The reported, and documented, number of civilians killed in Syria today (Wednesday 4/7/2012) has risen to 63

55 unarmed civilians martyred:

-In Reef Dimashq 11 civilians were killed. 1 died of wounds in Douma*. 1 was shot at while in his car in Dareyya. 1 killed by regime fire in Hamouriya. 3 civilians killed in Irbeen, by sniper fire and earlier wounds. 8 civilians were martyred in Misraba, they were killed by the regime’s bombardment on the town. 3 by the violent bombardment on the village of Rihan, including a child. A civilian was killed from earlier wounds, he received during the bombardment in Harasta. 1 in Zamalka, from wounds received by the explosion days ago.

-In Homs 3 civilians were killed. 2 in the city of Homs, by the bombardment and gunfire in the neighbourhoods of Khaldiya and Jourat al-Shayyah. 1 civilian was killed by the bombardment on Rastan.

-In Damascus 2 civilians killed. 1 was shot by regular forces in the al-Midan neighbourhood. A child died in the Jobar neighbourhood, of wounds he received by the Zamalka explosion.

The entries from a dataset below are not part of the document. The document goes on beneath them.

//! Layer-2 switch rows.
//!
//! A row either assigns its ports to the VLAN as access ports, or, when an
//! address and mask are present, creates a routed VLAN interface instead.
//! Exactly one of the two blocks is produced per row.

use super::switch::{row_addressing, SwitchOptions};
use super::CommandBlock;
use crate::rows::{required, ConfigRow, RowError};
use crate::vlan::VlanRange;

/// Build the command block for one layer-2 row
pub fn build_row(row: &ConfigRow, options: &SwitchOptions) -> Result<Vec<CommandBlock>, RowError> {
    let vlan = required(row.number, "Vlan", &row.vlan)?;
    let description = required(row.number, "Description", &row.description)?;

    // Layer-2 sheets name a single VLAN per row
    let range = VlanRange::parse(vlan).map_err(|source| RowError::InvalidVlan {
        row: row.number,
        source,
    })?;
    if range.is_multiple() {
        return Err(RowError::Invalid {
            row: row.number,
            message: format!("VLAN range '{}' is not supported on a layer-2 switch", vlan),
        });
    }
    let vlan_id = range.first();

    let label = format!("vlan {}", vlan_id);
    let block = match row_addressing(row)? {
        Some((address, mask)) => CommandBlock::new(label)
            .line(format!("vlan {}", vlan_id))
            .line(format!("name {}", description))
            .line(format!("interface vlan{}", vlan_id))
            .line(format!("desc {}", description))
            .line(format!("ip address {} {}", address, mask))
            .line("no shut"),
        None => {
            let ports = required(row.number, "Ports", &row.ports)?;
            CommandBlock::new(label)
                .line(format!("vlan {}", vlan_id))
                .line(format!("name {}", description))
                .line(options.interface_range(ports))
                .line("switchport mode access")
                .line(format!("switchport access vlan {}", vlan_id))
                .line("no shut")
        }
    };

    Ok(vec![block])
}
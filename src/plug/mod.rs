//! Shelly smart plug provisioning.
//!
//! The plug is configured through its local HTTP API with a fixed sequence
//! of JSON POST requests. Requests are built up front from [`PlugSettings`]
//! and then applied one by one: a non-200 answer is logged and recorded,
//! and the next request is still sent.

pub mod client;

pub use client::ShellyClient;

use log::{info, warn};
use serde::Serialize;
use serde_json::{json, Value};

/// Default address of a plug in access point mode
pub const DEFAULT_BASE_URL: &str = "http://192.168.33.1";

/// Default relay power limit in watts
pub const DEFAULT_MAX_POWER: u32 = 2200;

#[derive(Debug, thiserror::Error)]
pub enum PlugError {
    #[error("HTTP request to {url} failed: {source}")]
    Http {
        url: String,
        #[source]
        source: reqwest::Error,
    },

    #[error("{operation} failed with status {status}")]
    Status { operation: String, status: u16 },
}

/// Resolved plug settings (secrets already read from the environment)
#[derive(Clone, PartialEq, Eq)]
pub struct PlugSettings {
    pub name: String,
    /// `on`, `off`, `last` or `switch`
    pub relay_default_state: String,
    pub disable_leds: bool,
    pub mqtt_server: Option<String>,
    /// Keep the Shelly cloud connection enabled
    pub cloud: bool,
    pub max_power: u32,
    pub wifi_ssid: Option<String>,
    pub wifi_key: String,
}

impl std::fmt::Debug for PlugSettings {
    fn fmt(&self, f: &mut std::fmt::Formatter<'_>) -> std::fmt::Result {
        f.debug_struct("PlugSettings")
            .field("name", &self.name)
            .field("relay_default_state", &self.relay_default_state)
            .field("disable_leds", &self.disable_leds)
            .field("mqtt_server", &self.mqtt_server)
            .field("cloud", &self.cloud)
            .field("max_power", &self.max_power)
            .field("wifi_ssid", &self.wifi_ssid)
            .finish_non_exhaustive()
    }
}

/// One API call against the plug
#[derive(Debug, Clone, PartialEq, Serialize)]
pub struct PlugRequest {
    /// What the request does, for logs and reports
    pub operation: String,
    pub path: String,
    pub payload: Value,
}

impl PlugRequest {
    fn new(operation: impl Into<String>, path: &str, payload: Value) -> Self {
        Self {
            operation: operation.into(),
            path: path.to_string(),
            payload,
        }
    }
}

/// Transport used to reach the plug
pub trait PlugApi {
    /// POST a JSON body and return the HTTP status
    fn post(&mut self, path: &str, payload: &Value) -> Result<u16, PlugError>;
}

/// Summary of a plug run
#[derive(Debug, Clone, Default, PartialEq, Eq)]
pub struct PlugReport {
    pub succeeded: Vec<String>,
    pub failed: Vec<String>,
}

impl PlugReport {
    pub fn is_clean(&self) -> bool {
        self.failed.is_empty()
    }
}

/// Requests in the order they are sent
pub fn build_requests(settings: &PlugSettings) -> Vec<PlugRequest> {
    let mut requests = vec![
        PlugRequest::new(
            format!("Set device name to {}", settings.name),
            "/settings",
            json!({ "name": settings.name }),
        ),
        PlugRequest::new(
            format!("Set relay default state to {}", settings.relay_default_state),
            "/relay/0",
            json!({ "default_state": settings.relay_default_state }),
        ),
    ];

    if settings.disable_leds {
        requests.push(PlugRequest::new(
            "Disable LEDs",
            "/settings",
            json!({ "led_status_disable": true, "led_power_disable": true }),
        ));
    }

    if let Some(server) = &settings.mqtt_server {
        requests.push(PlugRequest::new(
            format!("Configure MQTT broker {}", server),
            "/mqtt",
            json!({
                "enable": true,
                "server": server,
                "user": "",
                "id": settings.name,
                "topic_prefix": settings.name,
            }),
        ));
    }

    if !settings.cloud {
        requests.push(PlugRequest::new(
            "Disable cloud connection",
            "/settings",
            json!({ "cloud_enabled": false }),
        ));
    }

    requests.push(PlugRequest::new(
        format!("Set max power to {}W", settings.max_power),
        "/settings/relay/0",
        json!({ "max_power": settings.max_power }),
    ));

    // Joining the station network moves the plug off its AP address, so last
    if let Some(ssid) = &settings.wifi_ssid {
        requests.push(PlugRequest::new(
            format!("Join WiFi network {}", ssid),
            "/wifi",
            json!({ "ssid": ssid, "key": settings.wifi_key }),
        ));
    }

    requests
}

/// Send every request, continuing past failures
pub fn apply_requests<A: PlugApi + ?Sized>(api: &mut A, requests: &[PlugRequest]) -> PlugReport {
    let mut report = PlugReport::default();

    for request in requests {
        let result = api.post(&request.path, &request.payload).and_then(|status| {
            if status == 200 {
                Ok(())
            } else {
                Err(PlugError::Status {
                    operation: request.operation.clone(),
                    status,
                })
            }
        });

        match result {
            Ok(()) => {
                info!("{}: done", request.operation);
                report.succeeded.push(request.operation.clone());
            }
            Err(e) => {
                warn!("{}: {}", request.operation, e);
                report.failed.push(request.operation.clone());
            }
        }
    }

    report
}

#[cfg(test)]
mod tests {
    use super::*;

    fn settings() -> PlugSettings {
        PlugSettings {
            name: "Outlet1".to_string(),
            relay_default_state: "off".to_string(),
            disable_leds: true,
            mqtt_server: Some("172.23.83.254".to_string()),
            cloud: false,
            max_power: DEFAULT_MAX_POWER,
            wifi_ssid: Some("IoT".to_string()),
            wifi_key: "wifikey".to_string(),
        }
    }

    /// Answers every request with a fixed status per path
    struct FakePlug {
        calls: Vec<(String, Value)>,
        failing_path: Option<&'static str>,
    }

    impl PlugApi for FakePlug {
        fn post(&mut self, path: &str, payload: &Value) -> Result<u16, PlugError> {
            self.calls.push((path.to_string(), payload.clone()));
            match self.failing_path {
                Some(failing) if failing == path => Ok(500),
                _ => Ok(200),
            }
        }
    }

    #[test]
    fn test_request_order_and_payloads() {
        let requests = build_requests(&settings());
        let paths: Vec<&str> = requests.iter().map(|r| r.path.as_str()).collect();
        assert_eq!(
            paths,
            vec!["/settings", "/relay/0", "/settings", "/mqtt", "/settings", "/settings/relay/0", "/wifi"]
        );
        assert_eq!(requests[0].payload, json!({ "name": "Outlet1" }));
        assert_eq!(requests[3].payload["topic_prefix"], "Outlet1");
        assert_eq!(requests[5].payload, json!({ "max_power": 2200 }));
        assert_eq!(requests[6].payload, json!({ "ssid": "IoT", "key": "wifikey" }));
    }

    #[test]
    fn test_cloud_flag_skips_disable_request() {
        let mut s = settings();
        s.cloud = true;
        s.mqtt_server = None;
        s.wifi_ssid = None;
        let requests = build_requests(&s);
        assert!(!requests.iter().any(|r| r.payload.get("cloud_enabled").is_some()));
        assert!(!requests.iter().any(|r| r.path == "/mqtt" || r.path == "/wifi"));
    }

    #[test]
    fn test_failure_is_reported_and_run_continues() {
        let mut plug = FakePlug {
            calls: Vec::new(),
            failing_path: Some("/mqtt"),
        };
        let requests = build_requests(&settings());
        let report = apply_requests(&mut plug, &requests);

        assert_eq!(plug.calls.len(), requests.len());
        assert_eq!(report.failed, vec!["Configure MQTT broker 172.23.83.254".to_string()]);
        assert_eq!(report.succeeded.len(), requests.len() - 1);
        assert!(!report.is_clean());
    }

    #[test]
    fn test_debug_hides_wifi_key() {
        assert!(!format!("{:?}", settings()).contains("wifikey"));
    }
}
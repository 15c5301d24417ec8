//! # Netpush - CSV-driven network device configuration
//!
//! This library turns spreadsheet rows into device configuration and pushes
//! it to Cisco IOS switches and routers over SSH, or to Shelly smart plugs
//! over their local HTTP API.
//!
//! ## Overview
//!
//! Each job reads a CSV sheet (VLANs and ports for a switch, interfaces and
//! gateways for a router), builds one ordered command plan, and hands that
//! plan to a sink. A local run writes the plan to a text file; a remote run
//! sends the very same commands over an interactive SSH session.
//!
//! ## Architecture
//!
//! - `config`: typed job file sections and secret resolution
//! - `config_loader`: job file loading and CSV header checks
//! - `rows`: CSV row types and reading
//! - `vlan`: VLAN id and range parsing
//! - `commands`: command plan builders (layer-2, layer-3, router)
//! - `sink`: plan consumers (text file, SSH session, in-memory recorder)
//! - `plug`: Shelly plug request plan and HTTP client
//! - `orchestrator`: end-to-end runs for each job type
//!
//! ## Example Usage
//!
//! ```rust,no_run
//! use netpush::{config_loader, orchestrator};
//! use netpush::orchestrator::OutputMode;
//! use std::path::Path;
//!
//! let config = config_loader::load_config(Path::new("netpush.yaml"))?;
//! let plan = orchestrator::plan_switch(&config, None)?;
//! let report = orchestrator::deliver(
//!     &plan,
//!     &config,
//!     OutputMode::Local,
//!     Path::new("switch_config.txt"),
//!     false,
//! )?;
//! assert!(report.is_clean());
//! # Ok::<(), color_eyre::eyre::Error>(())
//! ```
//!
//! ## Error Handling
//!
//! Library modules return typed `thiserror` errors (`RowError`,
//! `SessionError`, `PlugError`, `ValidationError`). The orchestrator and the
//! binary wrap them with `color_eyre` context. Failing to connect ends a run;
//! a device rejecting a block is recorded in the run report and the run
//! continues.

pub mod commands;
pub mod config;
pub mod config_loader;
pub mod orchestrator;
pub mod plug;
pub mod rows;
pub mod sink;
pub mod vlan;
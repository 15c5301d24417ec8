//! In-memory sink that stands in for a device session.
//!
//! Records every line it is sent and can be told to answer specific
//! commands with an IOS error, the way a real device would. Like the SSH
//! session, it abandons the rest of a block at the first rejected line.

use super::response::rejection;
use super::{BlockOutcome, CommandSink, SessionError};
use crate::commands::CommandBlock;

#[derive(Debug, Default)]
pub struct RecordingSink {
    lines: Vec<String>,
    /// (command, device output) pairs answered with an error
    scripted: Vec<(String, String)>,
}

impl RecordingSink {
    pub fn new() -> Self {
        Self::default()
    }

    /// Answer the exact command with the given device output
    pub fn reject_matching(mut self, command: &str, output: &str) -> Self {
        self.scripted.push((command.to_string(), output.to_string()));
        self
    }

    /// Every line sent so far, in order
    pub fn lines(&self) -> &[String] {
        &self.lines
    }

    fn respond(&self, command: &str) -> String {
        self.scripted
            .iter()
            .find(|(scripted, _)| scripted == command)
            .map(|(_, output)| format!("{}\r\n{}\r\nDevice(config)#", command, output))
            .unwrap_or_else(|| format!("{}\r\nDevice(config)#", command))
    }
}

impl CommandSink for RecordingSink {
    fn send_block(&mut self, block: &CommandBlock) -> Result<BlockOutcome, SessionError> {
        for line in &block.lines {
            self.lines.push(line.clone());
            let output = self.respond(line);
            if let Some(message) = rejection(&output) {
                return Ok(BlockOutcome::Rejected {
                    command: line.clone(),
                    message,
                });
            }
        }
        Ok(BlockOutcome::Accepted)
    }
}
use crate::config::Config;
use crate::rows::RowError;
use color_eyre::eyre::WrapErr;
use color_eyre::Result;
use log::{info, warn};
use std::fs::File;
use std::path::Path;

/// Column spellings accepted for each required switch column
pub const SWITCH_COLUMNS: &[&[&str]] = &[
    &["Vlan", "vlan", "VLAN"],
    &["Description", "description"],
    &["Ports", "ports"],
];

/// Column spellings accepted for each required router column
pub const ROUTER_COLUMNS: &[&[&str]] = &[
    &["network", "Network"],
    &["interface", "Interface"],
    &["ipaddress", "IP Address"],
    &["subnetmask", "Netmask"],
    &["defaultgateway", "Gateway"],
];

/// Load and parse a job file
pub fn load_config(config_path: &Path) -> Result<Config> {
    info!("Loading configuration from: {:?}", config_path);

    // Open the configuration file
    let file = File::open(config_path)
        .wrap_err_with(|| format!("Failed to open configuration '{}'", config_path.display()))?;

    // Parse the YAML content
    let config: Config = serde_yaml::from_reader(file)
        .wrap_err_with(|| format!("Failed to parse configuration '{}'", config_path.display()))?;

    // Validate the configuration
    config.validate()?;

    Ok(config)
}

/// Check a CSV header line before any row is processed.
///
/// Missing required columns are an error; unexpected columns only warn,
/// since sheets often carry notes the builders ignore.
pub fn check_csv_headers(
    csv_path: &Path,
    delimiter: u8,
    required: &[&[&str]],
    known: &[&str],
) -> std::result::Result<(), RowError> {
    let mut reader = csv::ReaderBuilder::new()
        .delimiter(delimiter)
        .has_headers(true)
        .trim(csv::Trim::All)
        .from_path(csv_path)?;
    let headers: Vec<String> = reader.headers()?.iter().map(|h| h.to_string()).collect();

    for spellings in required {
        if !headers.iter().any(|h| spellings.contains(&h.as_str())) {
            return Err(RowError::MissingColumn {
                column: spellings[0].to_string(),
                found: headers.join(", "),
            });
        }
    }

    for header in &headers {
        let expected = known.contains(&header.as_str())
            || required.iter().any(|spellings| spellings.contains(&header.as_str()));
        if !expected {
            warn!("Column '{}' in {:?} is ignored", header, csv_path);
        }
    }

    Ok(())
}

#[cfg(test)]
mod tests {
    use super::*;
    use std::io::Write;
    use tempfile::NamedTempFile;

    #[test]
    fn test_load_switch_config() {
        let yaml = r#"
device:
  host: 192.168.100.100
  username: admin
csv:
  path: layer3.csv
switch:
  kind: layer3
"#;

        let mut temp_file = NamedTempFile::new().unwrap();
        write!(temp_file, "{}", yaml).unwrap();

        let config = load_config(temp_file.path()).unwrap();
        assert_eq!(config.device().unwrap().host, "192.168.100.100");
    }

    #[test]
    fn test_load_rejects_invalid_config() {
        let yaml = "device:\n  host: 10.0.0.1\n  username: admin\n  port: 0\n";

        let mut temp_file = NamedTempFile::new().unwrap();
        write!(temp_file, "{}", yaml).unwrap();

        assert!(load_config(temp_file.path()).is_err());
    }

    #[test]
    fn test_load_missing_file() {
        assert!(load_config(Path::new("/nonexistent/job.yaml")).is_err());
    }

    #[test]
    fn test_check_headers_accepts_switch_sheet() {
        let mut temp_file = NamedTempFile::new().unwrap();
        writeln!(temp_file, "Vlan ; Description ; Ports ; IP Address ; Netmask ; Notes").unwrap();
        writeln!(temp_file, "10;Staff;1-4;;;").unwrap();

        check_csv_headers(temp_file.path(), b';', SWITCH_COLUMNS, &["IP Address", "Netmask"]).unwrap();
    }

    #[test]
    fn test_check_headers_reports_missing_column() {
        let mut temp_file = NamedTempFile::new().unwrap();
        writeln!(temp_file, "Vlan;Description").unwrap();

        let err = check_csv_headers(temp_file.path(), b';', SWITCH_COLUMNS, &[]).unwrap_err();
        assert!(matches!(err, RowError::MissingColumn { ref column, .. } if column == "Ports"));
    }

    #[test]
    fn test_check_headers_wrong_delimiter() {
        let mut temp_file = NamedTempFile::new().unwrap();
        writeln!(temp_file, "Vlan,Description,Ports").unwrap();

        assert!(check_csv_headers(temp_file.path(), b';', SWITCH_COLUMNS, &[]).is_err());
    }
}
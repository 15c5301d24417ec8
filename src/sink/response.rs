//! IOS output patterns.
//!
//! The device session reads command output until the CLI prompt comes back,
//! then checks it for the error markers IOS prints for rejected input.

use regex::Regex;
use std::sync::LazyLock;

/// Compiled patterns for IOS command-line output
pub struct IosPatterns {
    /// Match: "Switch#", "Router(config-if)#", "Switch>" at the end of output
    pub prompt: Regex,
    /// Match: "Password:" when entering enable mode
    pub password: Regex,
    /// Match: "% Invalid input detected at '^' marker." and friends
    pub rejection: Regex,
}

impl IosPatterns {
    pub fn new() -> Self {
        Self {
            prompt: Regex::new(
                r"[\w.\-/]+(\([\w.\-/]+\))?[>#]\s*$"
            ).expect("Invalid prompt regex"),
            password: Regex::new(
                r"(?i)password:\s*$"
            ).expect("Invalid password regex"),
            rejection: Regex::new(
                r"(?m)^\s*% ?(Invalid input|Incomplete command|Ambiguous command|Unknown command|Unrecognized command|Bad mask|Invalid ).*$"
            ).expect("Invalid rejection regex"),
        }
    }
}

impl Default for IosPatterns {
    fn default() -> Self {
        Self::new()
    }
}

/// Global patterns instance
pub static PATTERNS: LazyLock<IosPatterns> = LazyLock::new(IosPatterns::new);

/// True when the output ends at a CLI prompt
pub fn at_prompt(output: &str) -> bool {
    PATTERNS.prompt.is_match(output)
}

/// True when the output ends at a privileged (`#`) prompt
pub fn at_privileged_prompt(output: &str) -> bool {
    at_prompt(output) && output.trim_end().ends_with('#')
}

/// The first IOS error line in the output, if any
pub fn rejection(output: &str) -> Option<String> {
    PATTERNS
        .rejection
        .find(output)
        .map(|m| m.as_str().trim().to_string())
}
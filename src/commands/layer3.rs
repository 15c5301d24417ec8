//! Layer-3 switch rows.
//!
//! Three cases, checked in order:
//!
//! 1. address and mask present: routed VLAN interface for the first VLAN of
//!    the row, followed by a separate access-port block for the same VLAN
//! 2. description mentions `trunk` or `uplink` (any case): trunk ports,
//!    restricted to the row's VLANs when it names more than one, and
//!    unrestricted when the VLAN column is blank
//! 3. otherwise: access ports on the first VLAN of the row

use super::switch::{row_addressing, SwitchOptions};
use super::CommandBlock;
use crate::rows::{required, ConfigRow, RowError};
use crate::vlan::VlanRange;
use log::warn;

/// Keywords that turn a row without addressing into a trunk row
const TRUNK_KEYWORDS: [&str; 2] = ["trunk", "uplink"];

/// True when the description asks for trunk ports
pub fn is_trunk_description(description: &str) -> bool {
    let lowered = description.to_lowercase();
    TRUNK_KEYWORDS.iter().any(|keyword| lowered.contains(keyword))
}

/// Build the command blocks for one layer-3 row
pub fn build_row(row: &ConfigRow, options: &SwitchOptions) -> Result<Vec<CommandBlock>, RowError> {
    let description = required(row.number, "Description", &row.description)?;
    let ports = required(row.number, "Ports", &row.ports)?;
    let addressing = row_addressing(row)?;

    // A trunk row may leave the VLAN column blank to carry every VLAN
    if addressing.is_none() && is_trunk_description(description) && row.vlan.is_empty() {
        return Ok(vec![trunk_block(ports, None, options)]);
    }

    let range = parse_row_vlan(row)?;
    let first = range.first();

    if let Some((address, mask)) = addressing {
        let interface = CommandBlock::new(format!("interface vlan{}", first))
            .line(format!("vlan {}", first))
            .line(format!("name {}", description))
            .line(format!("interface vlan{}", first))
            .line(format!("description {}", description))
            .line(format!("ip address {} {}", address, mask))
            .line("no shut");
        return Ok(vec![interface, access_block(first, ports, options)]);
    }

    if is_trunk_description(description) {
        return Ok(vec![trunk_block(ports, Some(&range), options)]);
    }

    if range.is_multiple() {
        warn!(
            "Row {}: access ports only use VLAN {} of range {}",
            row.number, first, range
        );
    }
    let mut access = CommandBlock::new(format!("vlan {}", first))
        .line(format!("vlan {}", first))
        .line(format!("name {}", description));
    access.lines.extend(access_block(first, ports, options).lines);
    Ok(vec![access])
}

fn parse_row_vlan(row: &ConfigRow) -> Result<VlanRange, RowError> {
    let vlan = required(row.number, "Vlan", &row.vlan)?;
    VlanRange::parse(vlan).map_err(|source| RowError::InvalidVlan {
        row: row.number,
        source,
    })
}

/// Trunk ports, restricted to `range` when it names more than one VLAN
fn trunk_block(ports: &str, range: Option<&VlanRange>, options: &SwitchOptions) -> CommandBlock {
    let mut trunk = CommandBlock::new(format!("trunk {}", ports))
        .line(options.interface_range(ports))
        .line("switchport mode trunk");
    if let Some(range) = range.filter(|range| range.is_multiple()) {
        trunk.push(format!("switchport trunk allowed vlan {}", range.joined()));
    }
    trunk.push("no shut");
    trunk
}

fn access_block(vlan_id: &str, ports: &str, options: &SwitchOptions) -> CommandBlock {
    CommandBlock::new(format!("access {}", ports))
        .line(options.interface_range(ports))
        .line("switchport mode access")
        .line(format!("switchport access vlan {}", vlan_id))
        .line("no shut")
}
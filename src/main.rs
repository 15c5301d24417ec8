use clap::{Parser, Subcommand};
use color_eyre::eyre::{bail, WrapErr};
use color_eyre::Result;
use env_logger::Env;
use log::{error, info};
use std::path::PathBuf;

use netpush::commands::SwitchKind;
use netpush::config_loader;
use netpush::orchestrator::{self, OutputMode, DEFAULT_ROUTER_OUTPUT, DEFAULT_SWITCH_OUTPUT};
use netpush::sink::RunReport;

/// Push CSV-driven configuration to Cisco switches, routers and Shelly plugs
#[derive(Parser, Debug)]
#[command(author, version, about, long_about = None)]
struct Args {
    /// Path to the job configuration YAML file
    #[arg(short, long, global = true, default_value = "netpush.yaml", env = "NETPUSH_CONFIG")]
    config: PathBuf,

    #[command(subcommand)]
    command: Command,
}

#[derive(Subcommand, Debug)]
enum Command {
    /// Configure VLANs and ports on a switch
    Switch {
        /// Write a local file or configure the device over SSH
        #[arg(short, long, value_enum, default_value_t = OutputMode::Remote)]
        mode: OutputMode,

        /// Override the switch kind from the job file
        #[arg(long, value_enum)]
        kind: Option<SwitchKind>,

        /// Output file for local mode
        #[arg(short, long)]
        output: Option<PathBuf>,

        /// Print the commands instead of sending them
        #[arg(long)]
        dry_run: bool,
    },

    /// Configure interfaces and routes on a broadband router
    Router {
        /// Write a local file or configure the device over SSH (asked when omitted)
        #[arg(short, long, value_enum)]
        mode: Option<OutputMode>,

        /// Output file for local mode
        #[arg(short, long)]
        output: Option<PathBuf>,

        /// Print the commands instead of sending them
        #[arg(long)]
        dry_run: bool,
    },

    /// Configure a Shelly smart plug over its HTTP API
    Plug {
        /// Device name (overrides the job file)
        #[arg(long)]
        name: Option<String>,

        /// Keep the cloud connection enabled
        #[arg(long)]
        cloud: bool,

        /// Print the requests instead of sending them
        #[arg(long)]
        dry_run: bool,
    },
}

fn main() -> Result<()> {
    // Initialize error handling
    color_eyre::install()?;

    // Parse command-line arguments
    let args = Args::parse();

    // Initialize logging with default filter level of "info"
    env_logger::Builder::from_env(Env::default().default_filter_or("info")).init();

    info!("Configuration file: {:?}", args.config);
    let config = config_loader::load_config(&args.config)?;

    match args.command {
        Command::Switch { mode, kind, output, dry_run } => {
            let plan = orchestrator::plan_switch(&config, kind)?;
            let output = orchestrator::output_path(&config, output.as_deref(), DEFAULT_SWITCH_OUTPUT);
            let report = orchestrator::deliver(&plan, &config, mode, &output, dry_run)?;
            finish(&report)
        }
        Command::Router { mode, output, dry_run } => {
            let plan = orchestrator::plan_router(&config)?;
            let mode = match mode {
                Some(mode) => mode,
                None if dry_run => OutputMode::Local,
                None => ask_mode()?,
            };
            let output = orchestrator::output_path(&config, output.as_deref(), DEFAULT_ROUTER_OUTPUT);
            let report = orchestrator::deliver(&plan, &config, mode, &output, dry_run)?;
            finish(&report)
        }
        Command::Plug { name, cloud, dry_run } => {
            let report = orchestrator::run_plug(&config, name.as_deref(), cloud, dry_run)?;
            if !report.is_clean() {
                bail!("{} of {} plug requests failed", report.failed.len(), report.failed.len() + report.succeeded.len());
            }
            info!("Plug configuration completed successfully");
            Ok(())
        }
    }
}

/// Ask whether to configure the router remotely or locally
fn ask_mode() -> Result<OutputMode> {
    let answer: String = dialoguer::Input::new()
        .with_prompt("Would you like to configure the router remotely (R) or locally (L)? (R/L)")
        .validate_with(|input: &String| -> std::result::Result<(), &str> {
            match input.trim().to_lowercase().as_str() {
                "r" | "l" => Ok(()),
                _ => Err("Invalid input. Please choose 'R' for remote or 'L' for local."),
            }
        })
        .interact_text()
        .wrap_err("Failed to read mode selection")?;

    Ok(parse_mode_answer(&answer).unwrap_or(OutputMode::Local))
}

fn parse_mode_answer(answer: &str) -> Option<OutputMode> {
    match answer.trim().to_lowercase().as_str() {
        "r" => Some(OutputMode::Remote),
        "l" => Some(OutputMode::Local),
        _ => None,
    }
}

fn finish(report: &RunReport) -> Result<()> {
    if report.is_clean() {
        info!("Configuration completed successfully");
        return Ok(());
    }
    for rejection in &report.rejections {
        error!("{}: '{}' -> {}", rejection.block, rejection.command, rejection.message);
    }
    bail!("{} command blocks were rejected by the device", report.rejections.len())
}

-In Dera’a province 9 killed. 2 children were killled by the late night bombardment on the town of al-Meseifira, Reef Dera’a. 3 women were killed by the rendom bombardment on the village of al-Shajara. 2 civilians were targeted and killed by regime forces on the Koya-al-Shajara road. An unidentified body was found in the town of Sheikh Miskeen. 1 civilian was killed in the village of al-Samakiya. A civilian was killed by excessive torture in the province. 1 was killed by the regimes nightly bombardment on the town of Sahwa.

-In Idlib province 15 civilians were killed. 4 were killed by a regime forces during an ambush in Ma’arat al-Nu’man. 7 in Khan Sheikhoun, including a child and a woman, by the regime bombardment. The body of a civilian was delivered near a military checkpoint in Reef Idlib. 2 civilians, from Jisr al-Shughour, were killed by bombardment when they tried to cross into Turkey. 1 civilian from al-Barrah, was killed by security services fire in Aleppo.

-In Hama province a child was killed by the bombardment of the village of Sheizer, Reef Hama.

-In Aleppo province 3 were killed. 1 by the bombardment on the town of A’zaz. 2 were killed by armed pro-regime forces, shabiha, in Manbaj.

-In Latakia province 1 civilian was killed by the bombardment on the town of Salma, reef Latakia.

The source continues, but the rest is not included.